This article originally appeared in H+ Magazine.
One hundred and fifty years ago, paleontologist Thomas Henry Huxley (an autodidact and philosopher who coined the term “agnostic” and was known as “Darwin’s Bulldog” for his passionate defense of natural selection) asserted that humankind would eventually take the processes of evolution into our own hands. Within a few decades of his proclamation, a cadre of equally brilliant scientists including Werner Heisenberg, David Bohm, and Max Planck began to unravel the mysterious properties of quantum mechanics. These two theories — evolutionary and quantum dynamics — can each be considered among the most important discoveries of all time. Taken together, they have changed almost everything about the way we understand reality. However, in spite of the popularity of interdisciplinary research and unifying theories over the last hundred years (despite, even, quantum physicist Erwin Schröedinger’s 1944 book, What Is Life?), it was only recently that the relationship between these two vastly important domains was even considered. Now, a new kind of science, called “quantum biology,” is beginning to emerge — and it could change everything we know, again.
The premise is simple. Life is a molecular process; molecular processes operate according to the quantum playbook; therefore, life is a quantum process. And yet, it wasn’t until the nineties that anyone suggested biology could be better understood by looking at it through the lens of quantum theory. (The seminal paper was D.V. Nanopoulos’ "Theory of brain function, quantum mechanics and superstrings.”) Not long after that, the idea caught on — particularly in the neurosciences, where the idea of the brain as a quantum computer quickly became a topic of fierce debate.
Quantum computation, a science still in its infancy, promises swiftness and efficiency vastly superior to anything possible with conventional silicon chips.

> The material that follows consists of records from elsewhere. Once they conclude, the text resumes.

use std::net::IpAddr;
use std::time::{Duration, Instant};

use crate::events::{
    ConnCloseEvent,
    ConnId,
    ConnOpenEvent,
    Direction,
    EndpointRole,
    SocketDataEvent,
    TrafficClass,
    TrafficProtocol,
};
use crate::stream::DataStream;
use crate::{trace_error, trace_warn};

/// Process-wide tracker knobs, fixed at registry construction.
///
/// Test code may override either knob through the registry setters; the new
/// values propagate to live trackers.
#[derive(Debug, Clone, Copy)]
pub struct TrackerConfig {
    /// How long a tracker may go without an event before the inactivity
    /// probe runs (default: 300 s).
    pub inactivity_duration:   Duration,
    /// Ticks granted after close (or supersession) to drain trailing events
    /// before destruction (default: 6).
    pub death_countdown_iters: i32,
}

impl Default for TrackerConfig {
    fn default() -> Self {
        Self {
            inactivity_duration:   Duration::from_secs(300),
            death_countdown_iters: 6,
        }
    }
}

/// Facts recorded from the connection-open event.
#[derive(Debug, Clone)]
pub struct OpenInfo {
    /// BPF timestamp of the open.
    pub timestamp_ns: u64,
    /// Remote peer address, when the probe's sockaddr decoded.
    pub remote_addr:  Option<IpAddr>,
    /// Remote peer port (0 when the address did not decode).
    pub remote_port:  u16,
}

/// Facts recorded from the connection-close event.
#[derive(Debug, Clone, Copy)]
pub struct CloseInfo {
    /// BPF timestamp of the close.
    pub timestamp_ns: u64,
    /// Total send-direction events the kernel claims it emitted.
    pub send_seq_num: u64,
    /// Total recv-direction events the kernel claims it emitted.
    pub recv_seq_num: u64,
}

/// Upstream-anomaly and invariant-violation counters for one tracker.
#[derive(Debug, Clone, Copy, Default)]
pub struct TrackerStats {
    /// Open events that overwrote an earlier open.
    pub clobbered_open:          u64,
    /// Close events that overwrote an earlier close.
    pub clobbered_close:         u64,
    /// Events whose identity fields conflicted with established ones.
    pub identity_conflicts:      u64,
    /// Events that tried to change an established traffic class.
    pub traffic_class_conflicts: u64,
    /// Data events whose syscall kind mapped to no direction.
    pub unknown_event_kinds:     u64,
    /// Open/data events observed inside the death-countdown window.
    pub events_after_close:      u64,
}

/// Per-connection state machine.
///
/// Created by the registry on the first event for a connection id, mutated
/// by subsequent events and ticks, destroyed when its death countdown
/// reaches zero at a tick boundary. Owns one [`DataStream`] per direction.
pub struct ConnectionTracker {
    conn_id:               ConnId,
    traffic_class:         TrafficClass,
    open_info:             Option<OpenInfo>,
    close_info:            Option<CloseInfo>,
    send_data:             DataStream,
    recv_data:             DataStream,
    num_send_events:       u64,
    num_recv_events:       u64,
    /// Max over all observed event timestamps.
    last_bpf_timestamp_ns: u64,
    /// Steady-clock reading at the last mutation.
    last_update:           Instant,
    /// Negative = alive; `0..=N` = destruction scheduled in that many ticks.
    death_countdown:       i32,
    config:                TrackerConfig,
    stats:                 TrackerStats,
}

impl ConnectionTracker {
    /// Create a tracker that has seen no events yet.
    pub fn new(config: TrackerConfig) -> Self {
        Self {
            conn_id: ConnId::default(),
            traffic_class: TrafficClass::default(),
            open_info: None,
            close_info: None,
            send_data: DataStream::new(),
            recv_data: DataStream::new(),
            num_send_events: 0,
            num_recv_events: 0,
            last_bpf_timestamp_ns: 0,
            last_update: Instant::now(),
            death_countdown: -1,
            config,
            stats: TrackerStats::default(),
        }
    }

    /// Record a connection-open event.
    ///
    /// A second open is an upstream anomaly: logged, counted, and the new
    /// open wins. An open inside the death-countdown window is logged but
    /// permitted.
    pub fn add_open_event(&mut self, event: ConnOpenEvent) {
        if self.open_info.is_some() {
            trace_error!("clobbering existing open event {}", event.conn_id);
            self.stats.clobbered_open += 1;
        }
        if self.is_zombie() {
            trace_warn!("open event during death countdown {}", event.conn_id);
            self.stats.events_after_close += 1;
        }

        self.update_timestamps(event.timestamp_ns);
        self.set_traffic_class(event.traffic_class);
        self.update_identity(event.conn_id);

        let (remote_addr, remote_port) = match event.addr.to_endpoint() {
            Some((ip, port)) => (Some(ip), port),
            None => {
                trace_warn!("could not decode remote address {}", event.conn_id);
                (None, 0)
            },
        };
        self.open_info = Some(OpenInfo {
            timestamp_ns: event.timestamp_ns,
            remote_addr,
            remote_port,
        });
    }

    /// Record a connection-close event and start the death countdown.
    ///
    /// A second close is an upstream anomaly: logged, counted, last wins.
    pub fn add_close_event(&mut self, event: ConnCloseEvent) {
        if self.close_info.is_some() {
            trace_error!("clobbering existing close event {}", event.conn_id);
            self.stats.clobbered_close += 1;
        }

        self.update_timestamps(event.timestamp_ns);
        self.update_identity(event.conn_id);

        self.close_info = Some(CloseInfo {
            timestamp_ns: event.timestamp_ns,
            send_seq_num: event.wr_seq_num,
            recv_seq_num: event.rd_seq_num,
        });

        self.mark_for_death(self.config.death_countdown_iters);
    }

    /// Route a data event to the matching direction's stream.
    pub fn add_data_event(&mut self, event: SocketDataEvent) {
        if self.is_zombie() {
            trace_warn!("data event during death countdown {}", event.conn_id);
            self.stats.events_after_close += 1;
        }

        self.update_timestamps(event.timestamp_ns);
        self.update_identity(event.conn_id);
        self.set_traffic_class(event.traffic_class);

        match event.kind.direction() {
            Some(Direction::Send) => {
                self.send_data.add_event(event);
                self.num_send_events += 1;
            },
            Some(Direction::Recv) => {
                self.recv_data.add_event(event);
                self.num_recv_events += 1;
            },
            None => {
                trace_error!("unexpected data event kind {:?} {}", event.kind, event.conn_id);
                self.stats.unknown_event_kinds += 1;
            },
        }
    }

    /// Clean-shutdown predicate: close has arrived and the per-direction
    /// event counts match the totals the kernel reported at close.
    pub fn all_events_received(&self) -> bool {
        self.close_info.as_ref().is_some_and(|close| {
            self.num_send_events == close.send_seq_num
                && self.num_recv_events == close.recv_seq_num
        })
    }

    /// The request and response streams in that order, per the endpoint's
    /// role, or `None` while the role is unknown. This is the single site of
    /// the role/direction mapping.
    pub fn req_resp_data(&mut self) -> Option<(&mut DataStream, &mut DataStream)> {
        match self.traffic_class.role {
            EndpointRole::Requestor => Some((&mut self.send_data, &mut self.recv_data)),
            EndpointRole::Responder => Some((&mut self.recv_data, &mut self.send_data)),
            EndpointRole::Unknown => None,
        }
    }

    /// The stream carrying protocol requests, per the endpoint's role.
    pub fn req_data(&mut self) -> Option<&mut DataStream> {
        self.req_resp_data().map(|(req, _)| req)
    }

    /// The stream carrying protocol responses, per the endpoint's role.
    pub fn resp_data(&mut self) -> Option<&mut DataStream> {
        self.req_resp_data().map(|(_, resp)| resp)
    }

    /// Schedule destruction in `countdown` ticks. If destruction is already
    /// scheduled, the earlier of the two deadlines stands; rescheduling can
    /// never prolong a tracker's life.
    pub fn mark_for_death(&mut self, countdown: i32) {
        if self.death_countdown >= 0 {
            self.death_countdown = self.death_countdown.min(countdown);
        } else {
            self.death_countdown = countdown;
        }
    }

    /// True once destruction has been scheduled.
    pub fn is_zombie(&self) -> bool {
        self.death_countdown >= 0
    }

    /// True when the countdown has expired and the registry may drop this
    /// tracker.
    pub fn ready_for_destruction(&self) -> bool {
        self.death_countdown == 0
    }

    /// One pipeline iteration: advance the death countdown and, when the
    /// tracker has been quiet past the inactivity duration, probe liveness.
    pub fn iteration_tick(&mut self) {
        self.decrement_death_countdown();
        self.check_inactivity(Instant::now());
    }

    pub(crate) fn decrement_death_countdown(&mut self) {
        if self.death_countdown > 0 {
            self.death_countdown -= 1;
        }
    }

    pub(crate) fn check_inactivity(&mut self, now: Instant) {
        if now.duration_since(self.last_update) > self.config.inactivity_duration {
            self.handle_inactivity();
        }
    }

    /// Decide what to do with a tracker that has been idle too long.
    ///
    /// If the kernel no longer holds the fd the connection is dead: schedule
    /// immediate destruction. Otherwise the connection is idle but alive, and
    /// whatever sits in the buffers will not parse as a continuation of
    /// anything meaningful, so both streams are flushed.
    pub fn handle_inactivity(&mut self) {
        if conn_fd_exists(self.conn_id.pid, self.conn_id.fd) {
            self.send_data.reset();
            self.recv_data.reset();
        } else {
            self.mark_for_death(0);
        }
    }

    /// Track the max BPF timestamp and refresh the steady-clock activity
    /// marker.
    pub fn update_timestamps(&mut self, bpf_timestamp_ns: u64) {
        self.last_bpf_timestamp_ns = self.last_bpf_timestamp_ns.max(bpf_timestamp_ns);
        self.last_update = Instant::now();
    }

    fn update_identity(&mut self, conn_id: ConnId) {
        let cur = &mut self.conn_id;
        let ok = merge_id_field(&mut cur.pid, conn_id.pid)
            & merge_id_field(&mut cur.pid_start_time_ns, conn_id.pid_start_time_ns)
            & merge_id_field(&mut cur.fd, conn_id.fd)
            & merge_id_field(&mut cur.generation, conn_id.generation);
        if !ok {
            trace_error!(
                "identity conflict: tracker {} got event for {}",
                self.conn_id,
                conn_id
            );
            self.stats.identity_conflicts += 1;
        }
    }

    fn set_traffic_class(&mut self, traffic_class: TrafficClass) {
        debug_assert!(self.traffic_class.is_consistent());

        if self.traffic_class.protocol == TrafficProtocol::Unknown {
            self.traffic_class = traffic_class;
        } else if traffic_class.protocol != TrafficProtocol::Unknown
            && traffic_class != self.traffic_class
        {
            trace_error!(
                "not allowed to change the traffic class of an active tracker {}",
                self.conn_id
            );
            self.stats.traffic_class_conflicts += 1;
        }
    }

    /// Connection identity accumulated so far (zero fields = unobserved).
    pub fn conn_id(&self) -> ConnId {
        self.conn_id
    }

    /// Protocol/role pair, once known.
    pub fn traffic_class(&self) -> TrafficClass {
        self.traffic_class
    }

    /// Open-event facts, if an open was seen.
    pub fn open_info(&self) -> Option<&OpenInfo> {
        self.open_info.as_ref()
    }

    /// Close-event facts, if a close was seen.
    pub fn close_info(&self) -> Option<&CloseInfo> {
        self.close_info.as_ref()
    }

    /// The raw send-direction stream.
    pub fn send_data(&self) -> &DataStream {
        &self.send_data
    }

    /// The raw recv-direction stream.
    pub fn recv_data(&self) -> &DataStream {
        &self.recv_data
    }

    /// Data events routed to the send direction so far.
    pub fn num_send_events(&self) -> u64 {
        self.num_send_events
    }

    /// Data events routed to the recv direction so far.
    pub fn num_recv_events(&self) -> u64 {
        self.num_recv_events
    }

    /// Max BPF timestamp over all observed events.
    pub fn last_bpf_timestamp_ns(&self) -> u64 {
        self.last_bpf_timestamp_ns
    }

    /// Remaining ticks until destruction; negative while alive.
    pub fn death_countdown(&self) -> i32 {
        self.death_countdown
    }

    /// Anomaly counters.
    pub fn stats(&self) -> TrackerStats {
        self.stats
    }

    pub(crate) fn set_config(&mut self, config: TrackerConfig) {
        self.config = config;
    }
}

/// Set a zero ("unobserved") identity field, or verify an established one.
/// Returns false on a conflicting non-zero value, leaving the field as-is.
fn merge_id_field<T: Copy + PartialEq + Default>(cur: &mut T, new: T) -> bool {
    if *cur == T::default() {
        *cur = new;
        true
    } else {
        *cur == new
    }
}

/// Whether `/proc/<pid>/fd/<fd>` still exists. Platforms without procfs
/// cannot tell, and report the connection as alive so only the flush side of
/// inactivity handling acts.
#[cfg(target_os = "linux")]
fn conn_fd_exists(pid: u32, fd: u32) -> bool {
    std::path::Path::new(&format!("/proc/{pid}/fd/{fd}")).exists()
}

#[cfg(not(target_os = "linux"))]
fn conn_fd_exists(_pid: u32, _fd: u32) -> bool {
    true
}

Rather than relying on binary bits like contemporary systems, quantum computers use “qubits” that include all possible superpositions of a particle’s classical state. Instead of being “trapped” in a single configuration, the logic gates of a quantum computer employ multiple possibilities in synchrony — using the entire set of alternative outcomes to arrive at an answer.
It’s a promising avenue for people with big plans for strong AI or virtual reality. The only complication is that coherence — in which the many possible states of a particle or group of particles stay hung in superposition — is something scientists have only been able to study under extremely controlled conditions. It’s only possible when that system doesn’t interact with anything else that might “collapse the wave function,” and so most of the major options for quantum computing involve impractical scenarios like creating a supercooled vacuum.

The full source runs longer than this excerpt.